Every line in the following data that has "return" counts toward the total; state that total alone.

INPUT DATA:

== Segment start ==

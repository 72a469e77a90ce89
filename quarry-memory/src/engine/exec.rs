use super::{
    ColumnMeta, Database, EvalContext, SelectItem, SelectStmt, Source, SqlExpr, Stmt, TableData,
    Truth, compare_for_sort, eval_predicate, eval_scalar, normalize,
};
use anyhow::{Result, bail};
use quarry_core::{QueryResult, RowLabeled, RowsAffected, Value};
use std::sync::Arc;

/// Execute one parsed statement against the database, materializing every
/// result. Statements within one transaction arrive here strictly in
/// submission order.
pub fn execute(db: &mut Database, stmt: &Stmt, params: &[Value]) -> Result<Vec<QueryResult>> {
    match stmt {
        Stmt::CreateTable {
            name,
            if_not_exists,
            columns,
        } => {
            if db.tables.contains_key(name) {
                if *if_not_exists {
                    return Ok(vec![RowsAffected::default().into()]);
                }
                bail!("table {} already exists", name);
            }
            let columns = columns
                .iter()
                .map(|spec| ColumnMeta {
                    name: spec.name.clone(),
                    ty: spec.ty,
                    not_null: spec.not_null,
                    primary_key: spec.primary_key,
                    auto_increment: spec.auto_increment,
                    default: spec.default.clone(),
                })
                .collect();
            db.tables.insert(
                name.clone(),
                TableData {
                    name: name.clone(),
                    columns,
                    rows: Vec::new(),
                    next_rowid: 1,
                },
            );
            Ok(vec![RowsAffected::default().into()])
        }
        Stmt::DropTable { name, if_exists } => {
            if db.tables.remove(name).is_none() && !if_exists {
                bail!("no such table: {}", name);
            }
            Ok(vec![RowsAffected::default().into()])
        }
        Stmt::Insert {
            table,
            columns,
            values,
        } => insert(db, table, columns, values, params),
        Stmt::Update {
            table,
            sets,
            predicate,
        } => update(db, table, sets, predicate.as_ref(), params),
        Stmt::Delete { table, predicate } => delete(db, table, predicate.as_ref(), params),
        Stmt::Select(select) => {
            let (labels, rows) = exec_select(db, select, params)?;
            Ok(rows
                .into_iter()
                .map(|values| RowLabeled::new(labels.clone(), values).into())
                .collect())
        }
    }
}

fn insert(
    db: &mut Database,
    table: &str,
    columns: &[String],
    values: &[SqlExpr],
    params: &[Value],
) -> Result<Vec<QueryResult>> {
    let provided = {
        let ctx = EvalContext::rowless(db, params);
        columns
            .iter()
            .zip(values)
            .map(|(name, expr)| Ok((name.clone(), eval_scalar(expr, &ctx)?)))
            .collect::<Result<Vec<_>>>()?
    };
    let Some(table) = db.tables.get_mut(table) else {
        bail!("no such table: {}", table);
    };
    let mut row = vec![Value::Null; table.columns.len()];
    for (name, value) in provided {
        let Some(index) = table.column_index(&name) else {
            bail!("table {} has no column {}", table.name, name);
        };
        row[index] = normalize(table.columns[index].ty, value)?;
    }
    let mut last_affected_id = None;
    for (index, meta) in table.columns.iter().enumerate() {
        if row[index].is_null() {
            if meta.auto_increment {
                row[index] = Value::Int64(Some(table.next_rowid));
            } else if let Some(default) = &meta.default {
                row[index] = normalize(meta.ty, default.clone())?;
            }
        }
        if meta.auto_increment {
            if let Value::Int64(Some(id)) = &row[index] {
                last_affected_id = Some(*id);
            }
        }
        if row[index].is_null() && meta.not_null {
            bail!("NOT NULL constraint failed: {}.{}", table.name, meta.name);
        }
    }
    if let Some(id) = last_affected_id {
        table.next_rowid = table.next_rowid.max(id + 1);
    }
    if let Some(pk) = table.columns.iter().position(|c| c.primary_key) {
        if !row[pk].is_null() && table.rows.iter().any(|existing| existing[pk] == row[pk]) {
            bail!(
                "UNIQUE constraint failed: {}.{}",
                table.name,
                table.columns[pk].name,
            );
        }
    }
    table.rows.push(row.into_boxed_slice());
    Ok(vec![
        RowsAffected {
            rows_affected: 1,
            last_affected_id,
        }
        .into(),
    ])
}

/// Indices of the rows a predicate matches, evaluated before any mutation so
/// sub-queries observe a consistent state.
fn matching_indices(
    db: &Database,
    table: &str,
    predicate: Option<&SqlExpr>,
    params: &[Value],
) -> Result<Vec<usize>> {
    let Some(data) = db.tables.get(table) else {
        bail!("no such table: {}", table);
    };
    let labels = data.labels();
    let mut indices = Vec::new();
    for (index, row) in data.rows.iter().enumerate() {
        let matched = match predicate {
            None => true,
            Some(predicate) => {
                let ctx = EvalContext {
                    db,
                    params,
                    labels: &labels,
                    row,
                };
                eval_predicate(predicate, &ctx)? == Truth::True
            }
        };
        if matched {
            indices.push(index);
        }
    }
    Ok(indices)
}

fn update(
    db: &mut Database,
    table: &str,
    sets: &[(String, SqlExpr)],
    predicate: Option<&SqlExpr>,
    params: &[Value],
) -> Result<Vec<QueryResult>> {
    let indices = matching_indices(db, table, predicate, params)?;
    let assignments = {
        let ctx = EvalContext::rowless(db, params);
        sets.iter()
            .map(|(name, expr)| Ok((name.clone(), eval_scalar(expr, &ctx)?)))
            .collect::<Result<Vec<_>>>()?
    };
    let data = db.tables.get_mut(table).expect("table resolved above");
    for &row_index in &indices {
        for (name, value) in &assignments {
            let Some(column) = data.column_index(name) else {
                bail!("table {} has no column {}", data.name, name);
            };
            let value = normalize(data.columns[column].ty, value.clone())?;
            if value.is_null() && data.columns[column].not_null {
                bail!(
                    "NOT NULL constraint failed: {}.{}",
                    data.name,
                    data.columns[column].name,
                );
            }
            data.rows[row_index][column] = value;
        }
    }
    Ok(vec![
        RowsAffected {
            rows_affected: indices.len() as u64,
            last_affected_id: None,
        }
        .into(),
    ])
}

fn delete(
    db: &mut Database,
    table: &str,
    predicate: Option<&SqlExpr>,
    params: &[Value],
) -> Result<Vec<QueryResult>> {
    let indices = matching_indices(db, table, predicate, params)?;
    let data = db.tables.get_mut(table).expect("table resolved above");
    let mut index = 0;
    data.rows.retain(|_| {
        let remove = indices.contains(&index);
        index += 1;
        !remove
    });
    Ok(vec![
        RowsAffected {
            rows_affected: indices.len() as u64,
            last_affected_id: None,
        }
        .into(),
    ])
}

/// Run a SELECT to completion: labels plus materialized rows.
pub fn exec_select(
    db: &Database,
    select: &SelectStmt,
    params: &[Value],
) -> Result<(Arc<[String]>, Vec<Box<[Value]>>)> {
    let (source_labels, source_rows) = match &select.source {
        Source::Table(name) => {
            let Some(data) = db.tables.get(name) else {
                bail!("no such table: {}", name);
            };
            (data.labels(), data.rows.clone())
        }
        Source::SubSelect(inner) => {
            let (labels, rows) = exec_select(db, inner, params)?;
            (labels.to_vec(), rows)
        }
    };
    let mut filtered = Vec::new();
    for row in source_rows {
        let matched = match &select.predicate {
            None => true,
            Some(predicate) => {
                let ctx = EvalContext {
                    db,
                    params,
                    labels: &source_labels,
                    row: &row,
                };
                eval_predicate(predicate, &ctx)? == Truth::True
            }
        };
        if matched {
            filtered.push(row);
        }
    }
    if select
        .items
        .iter()
        .any(|item| matches!(item, SelectItem::CountStar))
    {
        if select.items.len() != 1 {
            bail!("COUNT(*) cannot be combined with other projection items");
        }
        let labels: Arc<[String]> = Arc::from(vec!["COUNT(*)".to_string()]);
        let row: Box<[Value]> = Box::from(vec![Value::Int64(Some(filtered.len() as i64))]);
        return Ok((labels, vec![row]));
    }
    if !select.order.is_empty() {
        let keys = select
            .order
            .iter()
            .map(|(name, ascending)| {
                match source_labels.iter().position(|label| label == name) {
                    Some(index) => Ok((index, *ascending)),
                    None => bail!("no such column: {}", name),
                }
            })
            .collect::<Result<Vec<_>>>()?;
        filtered.sort_by(|a, b| {
            for &(index, ascending) in &keys {
                let ordering = compare_for_sort(&a[index], &b[index]);
                let ordering = if ascending { ordering } else { ordering.reverse() };
                if ordering != std::cmp::Ordering::Equal {
                    return ordering;
                }
            }
            std::cmp::Ordering::Equal
        });
    }
    let mut labels = Vec::with_capacity(select.items.len());
    let mut projections = Vec::with_capacity(select.items.len());
    for item in &select.items {
        match item {
            SelectItem::Column(name) => {
                match source_labels.iter().position(|label| label == name) {
                    Some(index) => {
                        labels.push(name.clone());
                        projections.push(Projection::Column(index));
                    }
                    None => bail!("no such column: {}", name),
                }
            }
            SelectItem::Literal(value) => {
                labels.push("1".to_string());
                projections.push(Projection::Literal(value.clone()));
            }
            SelectItem::CountStar => unreachable!("handled above"),
        }
    }
    let mut rows: Vec<Box<[Value]>> = filtered
        .iter()
        .map(|row| {
            projections
                .iter()
                .map(|projection| match projection {
                    Projection::Column(index) => row[*index].clone(),
                    Projection::Literal(value) => value.clone(),
                })
                .collect()
        })
        .collect();
    if select.distinct {
        let mut unique: Vec<Box<[Value]>> = Vec::with_capacity(rows.len());
        for row in rows {
            if !unique.contains(&row) {
                unique.push(row);
            }
        }
        rows = unique;
    }
    if let Some(limit) = select.limit {
        rows.truncate(limit as usize);
    }
    Ok((Arc::from(labels), rows))
}

enum Projection {
    Column(usize),
    Literal(Value),
}
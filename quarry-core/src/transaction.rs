use crate::{Executor, Result};
use std::future::Future;

/// A transaction scope over a borrowed connection.
///
/// Statements submitted through the [`Executor`] surface run strictly
/// sequentially on the one connection held for the transaction's lifetime.
/// Both terminal operations consume the scope; dropping an uncommitted
/// transaction rolls it back, so the connection is released on every exit
/// path.
pub trait Transaction<'c>: Executor {
    fn commit(self) -> impl Future<Output = Result<()>> + Send;
    fn rollback(self) -> impl Future<Output = Result<()>> + Send;
}
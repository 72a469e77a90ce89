mod context;
mod generic;
mod postgres;
mod sql_writer;
mod sqlite;

pub use context::*;
pub use generic::*;
pub use postgres::*;
pub use sql_writer::*;
pub use sqlite::*;
use quarry_core::{
    AsValue, CodecError, ColumnDef, ColumnRef, Error, Value, WireCodec, codec,
};
use rust_decimal::Decimal;
use std::sync::Arc;
use time::macros::{date, datetime, time};
use uuid::Uuid;

fn column(name: &str, prototype: Value, nullable: bool) -> ColumnDef {
    ColumnDef {
        column_ref: ColumnRef {
            name: Arc::from(name),
            table: Arc::from("t"),
        },
        value: prototype,
        nullable,
        primary_key: false,
        auto_increment: false,
        default: None,
        references: None,
    }
}

fn all_specimens() -> Vec<(Value, Value)> {
    // (column prototype, concrete value)
    vec![
        (Value::Boolean(None), true.as_value()),
        (Value::Boolean(None), false.as_value()),
        (Value::Int16(None), (-2i16).as_value()),
        (Value::Int32(None), 777i32.as_value()),
        (Value::Int64(None), 9876543210i64.as_value()),
        (Value::Float64(None), 13.25f64.as_value()),
        (Value::Decimal(None), Decimal::new(123456, 2).as_value()),
        (Value::Varchar(None), "Hello 'world'!".to_string().as_value()),
        (Value::Blob(None), vec![0u8, 1, 254, 255].as_value()),
        (Value::Date(None), date!(1990 - 01 - 15).as_value()),
        (Value::Time(None), time!(12:00:10.5).as_value()),
        (
            Value::Timestamp(None),
            datetime!(2024-05-06 07:08:09.123456).as_value(),
        ),
        (
            Value::Uuid(None),
            Uuid::parse_str("5e915574-bb30-4430-98cf-c5854f61fbbd")
                .unwrap()
                .as_value(),
        ),
    ]
}

#[test]
fn round_trip_for_every_dialect() {
    for wire_codec in [WireCodec::native(), WireCodec::storage_classes()] {
        for (prototype, value) in all_specimens() {
            let def = column("c", prototype, false);
            let wire = codec::to_wire(&wire_codec, value.clone()).expect("Failed to encode");
            let back = codec::from_wire(&def, wire).expect("Failed to decode");
            assert_eq!(back, value, "codec {:?}", wire_codec);
        }
    }
}

#[test]
fn nulls_round_trip_for_nullable_columns() {
    for wire_codec in [WireCodec::native(), WireCodec::storage_classes()] {
        for (prototype, _) in all_specimens() {
            let def = column("c", prototype.clone(), true);
            let wire = codec::to_wire(&wire_codec, prototype.clone()).expect("Failed to encode");
            assert!(wire.is_null());
            let back = codec::from_wire(&def, wire).expect("Failed to decode");
            assert!(back.is_null());
            assert!(back.same_type(&prototype));
        }
    }
}

#[test]
fn storage_classes_lower_to_text_and_integers() {
    let wire_codec = WireCodec::storage_classes();
    assert_eq!(
        codec::to_wire(&wire_codec, true.as_value()).unwrap(),
        Value::Int64(Some(1)),
    );
    assert_eq!(
        codec::to_wire(&wire_codec, 7i16.as_value()).unwrap(),
        Value::Int64(Some(7)),
    );
    assert_eq!(
        codec::to_wire(&wire_codec, date!(2020 - 02 - 29).as_value()).unwrap(),
        Value::Varchar(Some("2020-02-29".to_string())),
    );
    let uuid = Uuid::parse_str("5e915574-bb30-4430-98cf-c5854f61fbbd").unwrap();
    assert_eq!(
        codec::to_wire(&wire_codec, uuid.as_value()).unwrap(),
        Value::Varchar(Some("5e915574-bb30-4430-98cf-c5854f61fbbd".to_string())),
    );
}

#[test]
fn encode_guards_type_and_nullability() {
    let def = column("age", Value::Int32(None), false);
    codec::check(&def, &Value::Int32(Some(30))).expect("a matching value passes");
    let error = codec::check(&def, &Value::Varchar(Some("thirty".to_string())))
        .expect_err("a mismatched value fails");
    assert!(matches!(
        error,
        Error::Codec(CodecError::TypeMismatch { .. })
    ));
    let error = codec::check(&def, &Value::Int32(None)).expect_err("an absent value fails");
    assert!(matches!(
        error,
        Error::Codec(CodecError::NullNotAllowed { .. })
    ));

    let nullable = column("age", Value::Int32(None), true);
    codec::check(&nullable, &Value::Int32(None)).expect("a nullable column accepts NULL");
}

#[test]
fn decode_rejects_untypeable_wire_values() {
    let def = column("age", Value::Int32(None), false);
    let error =
        codec::from_wire(&def, Value::Blob(Some(Box::from([1u8])))).expect_err("must fail");
    assert!(matches!(error, Error::Codec(CodecError::TypeMismatch { .. })));
    let error = codec::from_wire(&def, Value::Null).expect_err("NULL must fail");
    assert!(matches!(
        error,
        Error::Codec(CodecError::NullNotAllowed { .. })
    ));
    let error = codec::from_wire(&def, Value::Int64(Some(i64::MAX))).expect_err("must overflow");
    assert!(matches!(error, Error::Codec(CodecError::OutOfRange { .. })));
}

#[test]
fn native_conversions_widen_and_narrow() {
    assert_eq!(
        i32::try_from_value(Value::Int64(Some(77))).expect("fits"),
        77
    );
    assert!(i16::try_from_value(Value::Int64(Some(1i64 << 40))).is_err());
    assert_eq!(
        i64::try_from_value(Value::Int32(Some(5))).expect("widens"),
        5
    );
    assert_eq!(
        f64::try_from_value(Value::Int32(Some(2))).expect("widens"),
        2.0
    );
    assert_eq!(
        Decimal::try_from_value(Value::Varchar(Some("12.50".to_string()))).expect("parses"),
        Decimal::new(1250, 2),
    );
    assert_eq!(
        Option::<i32>::try_from_value(Value::Int32(None)).expect("NULL decodes"),
        None
    );
    assert!(String::try_from_value(Value::Int32(Some(1))).is_err());
}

== Segment end ==

RESPONSE TO THIS EXERCISE:
3